Refactoring mocking code into another class causes Spock tests to fail

I have a Groovy/Spock unit test as follows:

public class ThingUnitTest extends Specification {

  def "doing a thing delegates to the context"() {
    given : def thing = createThing()
    when  : thing.doThing()
    then  : 1 * thing.context.doThing()
  }

  def createThing() {
    def thing = new ThingImpl()
    thing.context = createThingContext()
    return thing
  }

  def createThingContext() {
    def context = Spy(ThingContext)
    context.foo = Mock(Foo)
    context.bar = Mock(Bar)
    return context
  }
} 

This test will run without problems. However it turns out that I have other tests that need a ThingContext, so I want to move the createThingContext code into a common class:

public class ThingContextFactory extends Specification {
  def createThingContext() {
    def context = Spy(ThingContext)
    context.foo = Mock(Foo)
    context.bar = Mock(Bar)
    return context
  }
} 

and then write my unit tests as follows:

public class ThingUnitTest extends Specification {
  ...
  def createThingContext() {
    return new ThingContextFactory().createThingContext()
  }
} 

But now the test fails, with the assertion 1 * thing.context.doThing() failing with zero interactions.
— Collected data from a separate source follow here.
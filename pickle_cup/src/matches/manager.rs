//! Match listings and result recording.

use std::sync::Arc;
use std::time::Duration;
use thiserror::Error;

use super::models::{Match, MatchId, MatchSummary};
use crate::auth::UserId;
use crate::db::{
    DEFAULT_QUERY_TIMEOUT, MatchRepository, StoreError, TournamentRepository, with_timeout,
};
use crate::team::TeamId;

/// Number of matches returned by default
pub const DEFAULT_RECENT_LIMIT: usize = 50;

/// Match errors
#[derive(Debug, Error)]
pub enum MatchError {
    /// Match not found
    #[error("Match not found: {0}")]
    NotFound(MatchId),

    /// Winner is not one of the two teams
    #[error("Winner must be one of the match's teams")]
    InvalidWinner,

    /// Only the tournament's creator records its results
    #[error("Only the tournament organizer can record results")]
    NotOrganizer,

    /// A winner is already recorded
    #[error("Match result already recorded")]
    AlreadyDecided,

    /// Store error
    #[error("Store error: {0}")]
    Store(#[from] StoreError),
}

impl MatchError {
    /// Get a client-safe error message
    pub fn client_message(&self) -> String {
        match self {
            MatchError::Store(e) => e.client_message(),
            _ => self.to_string(),
        }
    }
}

/// Result type for match operations
pub type MatchResult<T> = Result<T, MatchError>;

/// Match manager
#[derive(Clone)]
pub struct MatchManager {
    matches: Arc<dyn MatchRepository>,
    tournaments: Arc<dyn TournamentRepository>,
    timeout: Duration,
}

impl MatchManager {
    pub fn new(
        matches: Arc<dyn MatchRepository>,
        tournaments: Arc<dyn TournamentRepository>,
    ) -> Self {
        Self {
            matches,
            tournaments,
            timeout: DEFAULT_QUERY_TIMEOUT,
        }
    }

    /// Timeout applied to every store call
    pub fn with_timeout(mut self, timeout: Duration) -> Self {
        self.timeout = timeout;
        self
    }

    /// Most recent matches, newest first
    pub async fn recent_matches(&self, limit: usize) -> MatchResult<Vec<MatchSummary>> {
        Ok(with_timeout(self.timeout, self.matches.recent_matches(limit)).await?)
    }

    /// Record the winner of a match, once
    ///
    /// Tournament matches may only be decided by the tournament's creator;
    /// standalone matches by any signed-in user.
    ///
    /// # Errors
    ///
    /// * `MatchError::NotFound` - No such match
    /// * `MatchError::NotOrganizer` - Requester did not create the tournament
    /// * `MatchError::InvalidWinner` - Team did not play in the match
    /// * `MatchError::AlreadyDecided` - A winner is already recorded
    pub async fn record_result(
        &self,
        requester: UserId,
        match_id: MatchId,
        winner_team_id: TeamId,
    ) -> MatchResult<Match> {
        let mut found = with_timeout(self.timeout, self.matches.find_match(match_id))
            .await?
            .ok_or(MatchError::NotFound(match_id))?;

        if let Some(tournament_id) = found.tournament_id {
            let tournament =
                with_timeout(self.timeout, self.tournaments.find_tournament(tournament_id))
                    .await?;
            if tournament.is_none_or(|t| t.creator_id != requester) {
                return Err(MatchError::NotOrganizer);
            }
        }
        if !found.involves(winner_team_id) {
            return Err(MatchError::InvalidWinner);
        }
        if found.winner_team_id.is_some() {
            return Err(MatchError::AlreadyDecided);
        }

        with_timeout(
            self.timeout,
            self.matches.set_winner(match_id, winner_team_id),
        )
        .await?;
        log::info!("Match {} won by team {}", match_id, winner_team_id);

        found.winner_team_id = Some(winner_team_id);
        Ok(found)
    }
}

#[cfg(test)]
mod tests {
    use super::*;
    use crate::db::{MemoryStore, TeamRepository, TournamentRepository};
    use crate::matches::NewMatch;
    use crate::tournament::{NewTournament, TournamentStructure};
    use uuid::Uuid;

    async fn played_match(store: &MemoryStore) -> Match {
        played_match_in(store, None).await
    }

    async fn played_match_in(store: &MemoryStore, tournament_id: Option<Uuid>) -> Match {
        let a = store.seed_player("Avery", None, None);
        let b = store.seed_player("Blake", None, None);
        let t1 = store.create_team("Smashers", a.id, b.id).await.unwrap();
        let t2 = store.create_team("Dinkers", b.id, a.id).await.unwrap();
        store
            .insert_matches(&[NewMatch {
                tournament_id,
                team1_id: t1.id,
                team2_id: t2.id,
                round_number: 1,
                position: 0,
                scheduled_at: None,
            }])
            .await
            .unwrap()
            .remove(0)
    }

    #[tokio::test]
    async fn test_record_result() {
        let store = Arc::new(MemoryStore::new());
        let m = played_match(&store).await;
        let manager = MatchManager::new(store.clone(), store.clone());

        let updated = manager
            .record_result(Uuid::new_v4(), m.id, m.team2_id)
            .await
            .unwrap();
        assert_eq!(updated.winner_team_id, Some(m.team2_id));

        let recent = manager.recent_matches(DEFAULT_RECENT_LIMIT).await.unwrap();
        assert_eq!(recent[0].winner_team_id, Some(m.team2_id));
        assert_eq!(recent[0].team1.name, "Smashers");
    }

    #[tokio::test]
    async fn test_record_result_rejects_outsider() {
        let store = Arc::new(MemoryStore::new());
        let m = played_match(&store).await;
        let manager = MatchManager::new(store.clone(), store.clone());
        let user = Uuid::new_v4();

        let err = manager
            .record_result(user, m.id, Uuid::new_v4())
            .await
            .unwrap_err();
        assert!(matches!(err, MatchError::InvalidWinner));

        let err = manager
            .record_result(user, Uuid::new_v4(), m.team1_id)
            .await
            .unwrap_err();
        assert!(matches!(err, MatchError::NotFound(_)));
    }

    #[tokio::test]
    async fn test_result_cannot_be_overwritten() {
        let store = Arc::new(MemoryStore::new());
        let m = played_match(&store).await;
        let manager = MatchManager::new(store.clone(), store.clone());
        let user = Uuid::new_v4();

        manager.record_result(user, m.id, m.team1_id).await.unwrap();
        let err = manager
            .record_result(user, m.id, m.team2_id)
            .await
            .unwrap_err();

        assert!(matches!(err, MatchError::AlreadyDecided));
        let recent = manager.recent_matches(1).await.unwrap();
        assert_eq!(recent[0].winner_team_id, Some(m.team1_id));
    }

    #[tokio::test]
    async fn test_only_organizer_decides_tournament_match() {
        let store = Arc::new(MemoryStore::new());
        let organizer = Uuid::new_v4();
        let tournament = store
            .create_tournament(
                organizer,
                &NewTournament::new("Club Night", TournamentStructure::SingleElimination),
            )
            .await
            .unwrap();
        let m = played_match_in(&store, Some(tournament.id)).await;
        let manager = MatchManager::new(store.clone(), store.clone());

        let err = manager
            .record_result(Uuid::new_v4(), m.id, m.team1_id)
            .await
            .unwrap_err();
        assert!(matches!(err, MatchError::NotOrganizer));

        let updated = manager
            .record_result(organizer, m.id, m.team1_id)
            .await
            .unwrap();
        assert_eq!(updated.winner_team_id, Some(m.team1_id));
    }
}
I also tried the following:

public class ThingContextFactory {
  def createThingContext() {
    def mocking = new MockingApi()
    def context = mocking.Spy(ThingContext)
    context.foo = mocking.Mock(Foo)
    context.bar = mocking.Mock(Bar)
    return context
  }

But now the tests fail with MockingApi.invalidMockCreation ... InvalidSpec

Note that I do not want to use inheritance here, but move common mocking code into helper classes. But when I do this my spock tests fail.

Is there some proper way to refactor Spock mocking code?

Upvotes: 2

Views: 448

Answers (1)

Peter Niederwieser
Peter Niederwieser

Reputation: 123890

As of Spock 0.7, mock objects can only be created in the test class that uses them, or a superclass thereof. This might change in the next version.